In the listing that follows, count every line holding the word "scalars" and give only the count.

== == ==

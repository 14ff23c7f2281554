//! Per-volume cache of uploaded voxel data
//!
//! Uploading voxels is the expensive part of volume rendering, so each
//! (volume, timestep) pair is uploaded once and the backend handle reused for
//! every later frame. Entries are replaced when the host data revision moves
//! on and are otherwise kept until the owner evicts them; revisiting an
//! earlier timestep is a cache hit.
//!
//! Appearance is cheap and is pushed to the cached handle on every call, so a
//! transfer function edit shows up on the next frame without a re-upload.

use std::collections::{HashMap, HashSet};

use crate::backend::{ObjectHandle, ObjectKind, Param, RayBackend};
use crate::config::BridgeConfig;
use crate::foundation::collections::Revision;
use crate::foundation::math::Vec2;

use super::{Timestep, VolumeData, VolumeId, VolumeProperty};
use crate::render::{RenderError, RenderResult};

/// Backend objects holding one uploaded volume
#[derive(Debug, Clone, Copy, PartialEq, Eq)]
pub struct VolumeHandles {
    /// Volume object with the voxel data
    pub volume: ObjectHandle,
    /// Transfer function bound to the volume
    pub transfer_function: ObjectHandle,
}

#[derive(Debug)]
struct CacheEntry {
    handles: VolumeHandles,
    data_revision: Revision,
}

/// Uploaded volumes keyed by (volume, timestep)
#[derive(Debug, Default)]
pub struct VolumeCache {
    entries: HashMap<(VolumeId, Timestep), CacheEntry>,
    reported_missing: HashSet<VolumeId>,
    missing_scalar_reports: usize,
    uploads: usize,
}

impl VolumeCache {
    /// Create an empty cache
    pub fn new() -> Self {
        Self::default()
    }

    /// Number of cached (volume, timestep) entries
    pub fn len(&self) -> usize {
        self.entries.len()
    }

    /// Whether nothing is cached
    pub fn is_empty(&self) -> bool {
        self.entries.is_empty()
    }

    /// Whether an entry exists for the pair
    pub fn contains(&self, id: VolumeId, timestep: Timestep) -> bool {
        self.entries.contains_key(&(id, timestep))
    }

    /// Cached handles for the pair, without touching the backend
    pub fn handles(&self, id: VolumeId, timestep: Timestep) -> Option<VolumeHandles> {
        self.entries.get(&(id, timestep)).map(|entry| entry.handles)
    }

    /// Number of voxel uploads performed so far
    pub const fn uploads(&self) -> usize {
        self.uploads
    }

    /// Number of "no scalars" errors logged so far
    pub const fn missing_scalar_reports(&self) -> usize {
        self.missing_scalar_reports
    }

    /// Fetch the uploaded volume for the data's current timestep
    ///
    /// The voxels are uploaded on the first call for a (volume, timestep)
    /// pair and whenever the data revision changed since that upload. The
    /// property is applied to the handle on every call.
    ///
    /// # Returns
    /// `None` when the data has no scalars. That case is logged once per
    /// volume and leaves the cache untouched.
    pub fn get_or_create(
        &mut self,
        backend: &mut dyn RayBackend,
        data: &VolumeData,
        property: &VolumeProperty,
        config: &BridgeConfig,
    ) -> RenderResult<Option<VolumeHandles>> {
        let Some(scalars) = data.scalars() else {
            if self.reported_missing.insert(data.id()) {
                self.missing_scalar_reports += 1;
                log::error!(
                    "Volume {} has no point scalars at t={}; skipping it",
                    data.id().value(),
                    data.timestep().value()
                );
            }
            return Ok(None);
        };
        self.reported_missing.remove(&data.id());

        let key = (data.id(), data.timestep());
        let cached = self
            .entries
            .get(&key)
            .map(|entry| (entry.handles, entry.data_revision));
        let handles = match cached {
            Some((handles, revision)) if revision == data.data_revision() => handles,
            stale => {
                if let Some((stale, _)) = stale {
                    log::debug!("Volume {} data changed; re-uploading", data.id().value());
                    release_handles(backend, stale);
                }
                let handles = upload(backend, data, scalars, config)?;
                self.uploads += 1;
                self.entries.insert(
                    key,
                    CacheEntry {
                        handles,
                        data_revision: data.data_revision(),
                    },
                );
                handles
            }
        };

        apply_appearance(backend, handles, property, config)?;
        Ok(Some(handles))
    }

    /// Release every entry of `id` older than `timestep`
    pub fn evict_timesteps_before(
        &mut self,
        backend: &mut dyn RayBackend,
        id: VolumeId,
        timestep: Timestep,
    ) -> usize {
        let stale: Vec<_> = self
            .entries
            .keys()
            .filter(|(vid, t)| *vid == id && t.value() < timestep.value())
            .copied()
            .collect();
        for key in &stale {
            if let Some(entry) = self.entries.remove(key) {
                release_handles(backend, entry.handles);
            }
        }
        stale.len()
    }

    /// Release every entry of one volume
    pub fn evict_volume(&mut self, backend: &mut dyn RayBackend, id: VolumeId) {
        self.entries.retain(|(vid, _), entry| {
            if *vid == id {
                release_handles(backend, entry.handles);
                false
            } else {
                true
            }
        });
        self.reported_missing.remove(&id);
    }

    /// Release every entry
    pub fn clear(&mut self, backend: &mut dyn RayBackend) {
        for (_, entry) in self.entries.drain() {
            release_handles(backend, entry.handles);
        }
        self.reported_missing.clear();
    }
}

fn release_handles(backend: &mut dyn RayBackend, handles: VolumeHandles) {
    backend.release(handles.volume);
    backend.release(handles.transfer_function);
}

fn upload(
    backend: &mut dyn RayBackend,
    data: &VolumeData,
    scalars: &[f32],
    config: &BridgeConfig,
) -> RenderResult<VolumeHandles> {
    let dims = data.dimensions();
    let dims_i32 = dims
        .iter()
        .map(|&d| i32::try_from(d))
        .collect::<Result<Vec<_>, _>>()
        .map_err(|_| RenderError::ResourceCreationFailed(format!("volume dimensions {dims:?} too large")))?;
    let range = data.scalar_range().unwrap_or((0.0, 1.0));

    let volume = backend.create(ObjectKind::Volume)?;
    backend.set_param(volume, "dimensions", Param::Int3([dims_i32[0], dims_i32[1], dims_i32[2]]))?;
    backend.set_param(volume, "gridOrigin", Param::Vec3(data.origin()))?;
    backend.set_param(volume, "gridSpacing", Param::Vec3(data.spacing()))?;
    backend.set_param(volume, "voxelType", Param::Str("float".to_string()))?;
    backend.set_param(volume, "voxelRange", Param::Vec2(Vec2::new(range.0, range.1)))?;

    if config.shared_data {
        upload_regions(backend, volume, dims, scalars, config.upload_chunk_voxels)?;
    } else {
        backend.set_param(volume, "voxelData", Param::FloatArray(scalars.to_vec()))?;
    }

    let transfer_function = backend.create(ObjectKind::TransferFunction)?;
    log::info!(
        "Uploaded volume {} at t={} ({}x{}x{} voxels)",
        data.id().value(),
        data.timestep().value(),
        dims[0],
        dims[1],
        dims[2]
    );
    Ok(VolumeHandles {
        volume,
        transfer_function,
    })
}

/// Copy voxels in bricks of at most `chunk` voxels
///
/// Bricks are whole z slabs when a slab fits in a chunk, otherwise whole x
/// rows within one slab.
fn upload_regions(
    backend: &mut dyn RayBackend,
    volume: ObjectHandle,
    dims: [usize; 3],
    scalars: &[f32],
    chunk: usize,
) -> RenderResult<()> {
    let [nx, ny, nz] = dims;
    let slab = nx * ny;
    if slab == 0 || nz == 0 {
        return Ok(());
    }
    let chunk = chunk.max(1);

    if slab <= chunk {
        let slabs_per_brick = chunk / slab;
        let mut z = 0;
        while z < nz {
            let depth = slabs_per_brick.min(nz - z);
            let start = z * slab;
            backend.set_region(
                volume,
                &scalars[start..start + depth * slab],
                [0, 0, z],
                [nx, ny, depth],
            )?;
            z += depth;
        }
    } else {
        let rows_per_brick = (chunk / nx).max(1);
        for z in 0..nz {
            let mut y = 0;
            while y < ny {
                let rows = rows_per_brick.min(ny - y);
                let start = z * slab + y * nx;
                backend.set_region(
                    volume,
                    &scalars[start..start + rows * nx],
                    [0, y, z],
                    [nx, rows, 1],
                )?;
                y += rows;
            }
        }
    }
    Ok(())
}

fn apply_appearance(
    backend: &mut dyn RayBackend,
    handles: VolumeHandles,
    property: &VolumeProperty,
    config: &BridgeConfig,
) -> RenderResult<()> {
    let tf = property.transfer_function();
    backend.set_param(handles.transfer_function, "colors", Param::Vec3Array(tf.colors.clone()))?;
    backend.set_param(handles.transfer_function, "opacities", Param::FloatArray(tf.opacities.clone()))?;
    backend.set_param(
        handles.transfer_function,
        "valueRange",
        Param::Vec2(Vec2::new(tf.value_range.0, tf.value_range.1)),
    )?;
    backend.commit(handles.transfer_function)?;

    let volume = handles.volume;
    backend.set_param(volume, "transferFunction", Param::Object(handles.transfer_function))?;
    backend.set_param(
        volume,
        "samplingRate",
        Param::Float(property.sampling_rate().unwrap_or(config.volume_sampling_rate)),
    )?;
    backend.set_param(volume, "gradientShadingEnabled", Param::Bool(property.gradient_shading()))?;
    match property.clip_box() {
        Some((lower, upper)) => {
            backend.set_param(volume, "volumeClippingBoxLower", Param::Vec3(lower))?;
            backend.set_param(volume, "volumeClippingBoxUpper", Param::Vec3(upper))?;
        }
        None => {
            backend.remove_param(volume, "volumeClippingBoxLower")?;
            backend.remove_param(volume, "volumeClippingBoxUpper")?;
        }
    }
    backend.commit(volume)?;
    Ok(())
}
//! Test fixtures for patchscan integration tests
//!
//! [`Installation`] lays out a throwaway game installation on disk and can
//! record a cache the way a patcher would after a successful download.

#![warn(missing_docs)]
#![warn(clippy::all)]

use patchscan_config::Config;
use patchscan_types::{
    CacheEntry, CacheSnapshot, FileTime, InstallConfig, ManifestEntry, WorkerCount,
};
use std::fs;
use std::path::{Path, PathBuf};
use tempfile::TempDir;

/// Base timestamp used by fixtures, in Unix seconds
pub const BASE_TIME: i64 = 1_600_000_000;

/// A temporary game installation
pub struct Installation {
    temp_dir: TempDir,
    install: InstallConfig,
}

impl Installation {
    /// Create an empty installation with its data and mods directories
    pub fn new() -> std::io::Result<Self> {
        let temp_dir = TempDir::new()?;
        let install = InstallConfig::new(temp_dir.path());
        fs::create_dir_all(install.data_path())?;
        fs::create_dir_all(install.mods_path())?;
        Ok(Self { temp_dir, install })
    }

    /// Installation settings
    pub fn install(&self) -> &InstallConfig {
        &self.install
    }

    /// Mutable installation settings
    pub fn install_mut(&mut self) -> &mut InstallConfig {
        &mut self.install
    }

    /// Installation root
    pub fn root(&self) -> &Path {
        self.temp_dir.path()
    }

    /// Write a file for a manifest entry and pin its last-write time
    pub fn write(&self, entry: &ManifestEntry, unix_secs: i64) -> std::io::Result<PathBuf> {
        let path = entry.local_path(&self.install.install_dir);
        if let Some(parent) = path.parent() {
            fs::create_dir_all(parent)?;
        }
        fs::write(&path, entry.hash.as_str())?;
        set_mtime(&path, unix_secs)?;
        Ok(path)
    }

    /// Place a same-named file in the mods directory
    pub fn write_mod(&self, file_name: &str) -> std::io::Result<PathBuf> {
        let path = self.install.mods_path().join(file_name);
        fs::write(&path, b"mod")?;
        Ok(path)
    }

    /// Record every manifest entry present on disk, as a patcher would after
    /// downloading it
    pub fn record_cache(&self, manifest: &[ManifestEntry]) -> std::io::Result<CacheSnapshot> {
        let mut cache = CacheSnapshot::new();
        for entry in manifest {
            let path = entry.local_path(&self.install.install_dir);
            match FileTime::for_path(&path) {
                Ok(time) => {
                    cache.insert(entry.name.clone(), CacheEntry::new(entry.hash.clone(), time));
                }
                Err(e) if e.kind() == std::io::ErrorKind::NotFound => {}
                Err(e) => return Err(e),
            }
        }
        Ok(cache)
    }

    /// Configuration pointing at this installation
    pub fn config(&self, workers: usize, prescan_enabled: bool) -> Config {
        let mut config = Config::default();
        config.install = self.install.clone();
        config.scan.worker_count = WorkerCount::new(workers).unwrap_or_default();
        config.scan.prescan_enabled = prescan_enabled;
        config.scan.progress_interval_ms = 5;
        config
    }
}

/// `count` data-directory entries named `f0000` onwards
pub fn data_manifest(count: usize) -> Vec<ManifestEntry> {
    (0..count)
        .map(|i| {
            ManifestEntry::new(
                format!("data/win32/f{:04}.pat", i),
                format!("H{}", i),
                (i as u64 + 1) * 100,
            )
        })
        .collect()
}

/// Pin a file's last-write time to whole Unix seconds
pub fn set_mtime(path: &Path, unix_secs: i64) -> std::io::Result<()> {
    filetime::set_file_mtime(path, filetime::FileTime::from_unix_time(unix_secs, 0))
}
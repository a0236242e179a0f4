//! Metadata pre-scan of the binary-data directory
//!
//! A single flat enumeration of the data directory is far cheaper than one
//! stat per manifest entry. Every enumerated file that the cache knows about
//! gets a hint; the hint only says "no update needed" when the enumerated
//! last-write time equals the cached one exactly.

use patchscan_types::{CacheSnapshot, FileTime, InstallConfig, ManifestEntry};
use std::collections::HashMap;
use std::path::PathBuf;
use tracing::{debug, info, warn};
use walkdir::{DirEntry, WalkDir};

/// Hints keyed by manifest name
pub type PreScanHints = HashMap<String, PreScanHint>;

/// What the pre-scan learned about one cached file
#[derive(Debug, Clone, Copy, PartialEq, Eq)]
pub struct PreScanHint {
    /// Last-write time seen during enumeration
    pub last_write_time: FileTime,
    /// Starts out `true`; cleared only on an exact timestamp match
    pub should_update: bool,
}

/// One-shot enumerator for the installation's data directory
#[derive(Debug, Clone)]
pub struct PreScanner {
    data_path: PathBuf,
    data_dir: String,
}

impl PreScanner {
    /// Create a pre-scanner for the given installation
    pub fn new(install: &InstallConfig) -> Self {
        Self {
            data_path: install.data_path(),
            data_dir: install.data_dir.clone(),
        }
    }

    /// Enumerate the data directory and derive hints from the cache
    ///
    /// A missing or unreadable directory yields no hints: every candidate
    /// then falls through to the full per-file check.
    ///
    /// An error partway through enumeration stops the scan and keeps the
    /// hints gathered so far. Entries without a hint are never filtered, so
    /// they still get the full per-file check.
    pub fn scan(&self, cache: &CacheSnapshot) -> PreScanHints {
        let mut hints = PreScanHints::new();

        // The walker owns the directory handle and releases it on every exit
        let walker = WalkDir::new(&self.data_path)
            .min_depth(1)
            .max_depth(1)
            .follow_links(false);

        for entry in walker {
            let entry = match entry {
                Ok(entry) => entry,
                Err(e) if e.depth() == 0 => {
                    debug!(
                        "Data directory '{}' unavailable, pre-scan skipped: {}",
                        self.data_path.display(),
                        e
                    );
                    return PreScanHints::new();
                }
                Err(e) => {
                    warn!("Pre-scan stopped early: {}", e);
                    break;
                }
            };

            if entry.file_type().is_dir() || is_hidden(&entry) {
                continue;
            }

            let Some(file_name) = entry.file_name().to_str() else {
                continue;
            };
            let name = ManifestEntry::name_for(&self.data_dir, file_name);
            let Some(cached) = cache.get(&name) else {
                continue;
            };

            let last_write_time = match entry.metadata() {
                Ok(metadata) => match FileTime::from_metadata(&metadata) {
                    Ok(time) => time,
                    Err(e) => {
                        debug!("No last-write time for '{}': {}", name, e);
                        continue;
                    }
                },
                Err(e) => {
                    debug!("No metadata for '{}': {}", name, e);
                    continue;
                }
            };

            let mut hint = PreScanHint {
                last_write_time,
                should_update: true,
            };
            if last_write_time == cached.last_write_time {
                hint.should_update = false;
            }
            hints.insert(name, hint);
        }

        let unchanged = hints.values().filter(|hint| !hint.should_update).count();
        info!(
            "Pre-scan of '{}': {} cached files seen, {} unchanged",
            self.data_path.display(),
            hints.len(),
            unchanged
        );
        hints
    }
}

#[cfg(windows)]
fn is_hidden(entry: &DirEntry) -> bool {
    use std::os::windows::fs::MetadataExt;
    const FILE_ATTRIBUTE_HIDDEN: u32 = 0x2;

    entry
        .metadata()
        .map(|metadata| metadata.file_attributes() & FILE_ATTRIBUTE_HIDDEN != 0)
        .unwrap_or(false)
}

#[cfg(not(windows))]
fn is_hidden(entry: &DirEntry) -> bool {
    entry
        .file_name()
        .to_str()
        .is_some_and(|name| name.starts_with('.'))
}

/// Drop manifest entries the pre-scan proved unchanged
///
/// An entry is dropped only when its hint says no update is needed and the
/// manifest hash still equals the cached hash, so an upstream content change
/// is never hidden by a matching timestamp.
pub fn filter_candidates(
    manifest: Vec<ManifestEntry>,
    cache: &CacheSnapshot,
    hints: &PreScanHints,
) -> Vec<ManifestEntry> {
    manifest
        .into_iter()
        .filter(|entry| {
            let unchanged = hints
                .get(&entry.name)
                .is_some_and(|hint| !hint.should_update);
            let same_hash = cache
                .get(&entry.name)
                .is_some_and(|cached| cached.hash == entry.hash);
            !(unchanged && same_hash)
        })
        .collect()
}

== == ==

*RESPONSE TO THE EXERCISE*
11